OvO is a collection of OpenMP offloading tests for C++ and FORTRAN. OvO is focused on testing extensively hierarchical parallelism and mathematical functions.

You can find the slides of some OvO presentations we did in the documentation folder.

$ ./ovo.sh -h
OvO an OpenMP test generator.
Usage:
  ovo.sh gen
  ovo.sh gen tiers [1|2|3]
  ovo.sh gen hierarchical_parallelism [--test_type [atomic|reduction|memcopy|ordered]...]
                                      [--data_type [float|'complex<float>'|
                                                    double|'complex<double>'|
                                                    REAL|COMPLEX|
                                                    'DOUBLE PRECISION'|'DOUBLE COMPLEX']... ]
                                      [--loop_pragma [True|False] ]
                                      [--paired_pragmas [True|False] ]
                                      [--multi_devices [True|False] ]
                                      [--host_threaded [True|False] ]
                                      [--intermediate_result [True|False] ]
                                      [--no_user_defined_reduction [True|False] ]
                                      [--collapse [N]...]
                                      [--append]

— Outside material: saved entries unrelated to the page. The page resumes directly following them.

//! Local-date helpers for day-scoped cache invalidation.
//!
//! Day-scoped stores ("today's progress") stamp their cached envelope with
//! the local calendar date; a read on a later date is a miss regardless of
//! TTL. Dates are local, not UTC: the user's day rolls over at their
//! midnight.

use chrono::{Local, NaiveDate};

/// Format a date as the canonical `YYYY-MM-DD` day key.
pub fn day_key(date: NaiveDate) -> String {
    date.format("%Y-%m-%d").to_string()
}

/// Today's day key in the local timezone.
pub fn today_local() -> String {
    day_key(Local::now().date_naive())
}

/// Whether the given day key is today (local time).
pub fn is_today(day: &str) -> bool {
    day == today_local()
}
//! Nourish Core - Domain Model and Shared Types
//!
//! Defines the domain entities synced by the client (daily progress, goals,
//! favorites), the error taxonomy used across the workspace, and the cache
//! policy table. The synchronization machinery itself lives in nourish-sync.

pub mod config;
pub mod dates;
pub mod entities;
pub mod error;

pub use config::CachePolicy;
pub use dates::{day_key, is_today, today_local};
pub use entities::{
    DailyProgress, FavoriteSet, Goal, GoalStatus, MacroProgress, Macros, Meal, MealSlots,
    Milestone, ProgressPoint, Recipe, WaterProgress, Workout,
};
pub use error::{
    CacheError, MutationError, NourishError, NourishResult, RemoteError, StorageError,
};
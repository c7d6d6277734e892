//! Storage backend trait and selection.
//!
//! Two implementations of one interface: the asynchronous native preference
//! store ([`PreferencesBackend`]) and the synchronous in-process store
//! wrapped to look async ([`LocalStoreBackend`]). Selection happens once,
//! based on the platform probe; no method branches on the platform at call
//! time.
//!
//! Backend methods return honest `Result`s. The degrade policy (faults on
//! read paths become cache misses) belongs to the layers above, which can
//! then choose per call site whether to swallow or surface a failure.

pub mod local;
pub mod preferences;

use std::sync::Arc;

use async_trait::async_trait;
use nourish_core::NourishResult;

use crate::platform::{PlatformProbe, PREFERENCES_PLUGIN};
pub use local::LocalStoreBackend;
pub use preferences::{FilePreferencesBridge, PreferencesBackend, PreferencesBridge};

/// Which backend implementation was selected.
#[derive(Debug, Clone, Copy, PartialEq, Eq)]
pub enum BackendKind {
    /// Native asynchronous preference store.
    NativePreferences,
    /// Synchronous in-process store.
    LocalStore,
}

/// Synchronous key/value access, offered by backends that can serve reads
/// and writes without suspending.
///
/// The overlay passes through to this surface when present instead of
/// maintaining its own hydrated map.
pub trait SyncKv: Send + Sync {
    fn get_sync(&self, key: &str) -> Option<String>;
    fn set_sync(&self, key: &str, value: &str);
    fn remove_sync(&self, key: &str);
}

/// Uniform async key/value interface over the platform's persistent store.
#[async_trait]
pub trait StorageBackend: Send + Sync {
    /// Get a value, `None` when absent.
    async fn get(&self, key: &str) -> NourishResult<Option<String>>;

    /// Set a value.
    async fn set(&self, key: &str, value: &str) -> NourishResult<()>;

    /// Remove a key. Removing an absent key succeeds.
    async fn remove(&self, key: &str) -> NourishResult<()>;

    /// Remove every key.
    async fn clear(&self) -> NourishResult<()>;

    /// Enumerate all stored keys.
    async fn list_keys(&self) -> NourishResult<Vec<String>>;

    /// The synchronous surface, when this backend has one.
    fn as_sync(&self) -> Option<&dyn SyncKv> {
        None
    }

    /// Which implementation this is.
    fn kind(&self) -> BackendKind;
}

/// Select the storage backend for this process.
///
/// The probe is consulted exactly once; `make_bridge` is only invoked when
/// the native preference store is actually chosen.
pub fn select_backend<F>(probe: &dyn PlatformProbe, make_bridge: F) -> Arc<dyn StorageBackend>
where
    F: FnOnce() -> Arc<dyn PreferencesBridge>,
{
    if probe.is_native_runtime() && probe.is_plugin_available(PREFERENCES_PLUGIN) {
        Arc::new(PreferencesBackend::new(make_bridge()))
    } else {
        Arc::new(LocalStoreBackend::new())
    }
}

/// Whether persistent storage is usable at all.
///
/// On native this is plugin presence; on web it is a write probe against
/// the local store.
pub async fn is_storage_available(
    probe: &dyn PlatformProbe,
    backend: &dyn StorageBackend,
) -> bool {
    if probe.is_native_runtime() {
        return probe.is_plugin_available(PREFERENCES_PLUGIN);
    }
    let test_key = "__storage_test__";
    backend.set(test_key, test_key).await.is_ok() && backend.remove(test_key).await.is_ok()
}

#[cfg(test)]
mod tests {
    use super::*;
    use crate::platform::FixedProbe;

    fn bridge() -> Arc<dyn PreferencesBridge> {
        Arc::new(preferences::tests_support::NullBridge)
    }

    #[tokio::test]
    async fn test_web_probe_selects_local_store() {
        let probe = FixedProbe::web();
        let backend = select_backend(&probe, bridge);
        assert_eq!(backend.kind(), BackendKind::LocalStore);
        // No native plugin call is involved in the availability answer.
        assert!(is_storage_available(&probe, backend.as_ref()).await);
    }

    #[tokio::test]
    async fn test_native_probe_with_plugin_selects_preferences() {
        let probe = FixedProbe::native(&[PREFERENCES_PLUGIN]);
        let backend = select_backend(&probe, bridge);
        assert_eq!(backend.kind(), BackendKind::NativePreferences);
        assert!(is_storage_available(&probe, backend.as_ref()).await);
    }

    #[tokio::test]
    async fn test_native_probe_without_plugin_falls_back_to_local_store() {
        let probe = FixedProbe::native(&[]);
        let backend = select_backend(&probe, bridge);
        assert_eq!(backend.kind(), BackendKind::LocalStore);
        assert!(!is_storage_available(&probe, backend.as_ref()).await);
    }
}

  ovo.sh gen mathematical_function [--standard [cpp11|cpp17|cpp20|gnu|f77]... ]
                                   [--complex [True|False] ]
                                   [--long [True|False] ]
                                   [--simdize [N]...]
                                   [--append]

  ovo.sh run [<test_folder>...]
  ovo.sh report [ --summary | --failed | --passed ] [--tablefmt (github|tsv|jira)]  ] [<result_folder>...]
  ovo.sh clean
  ovo.sh (-h | --help)

Bug reports and PRs are more than welcome! The OpenMP specification can be tricky. And we use metaprogramming to generate the tests so, to pastiche Jamie Zawinski:

Some people, when confronted with a problem, think "I know, I'll use regular expressions metaprogramming." Now they have two problems.

Requirement

  • python3
  • OpenMP compiler (obviously). We recommend an OpenMP 5.0 spec-compliant compiler. Some test map and reduce a variable in the same combined construct
  • C++11 compiler
  • jinja (optional, only needed if you want to generate tests that are not in the repo)
conda install --file requirements.txt

or

pip install requirements.txt
  • make >4.0 Make 4.0 introduced the --output-sync option to serialize make output. If you use a version of make older than 4.0, we will compile the tests serially.

Related works

"Gentlemen you had my curiosity ... but now you have my attention"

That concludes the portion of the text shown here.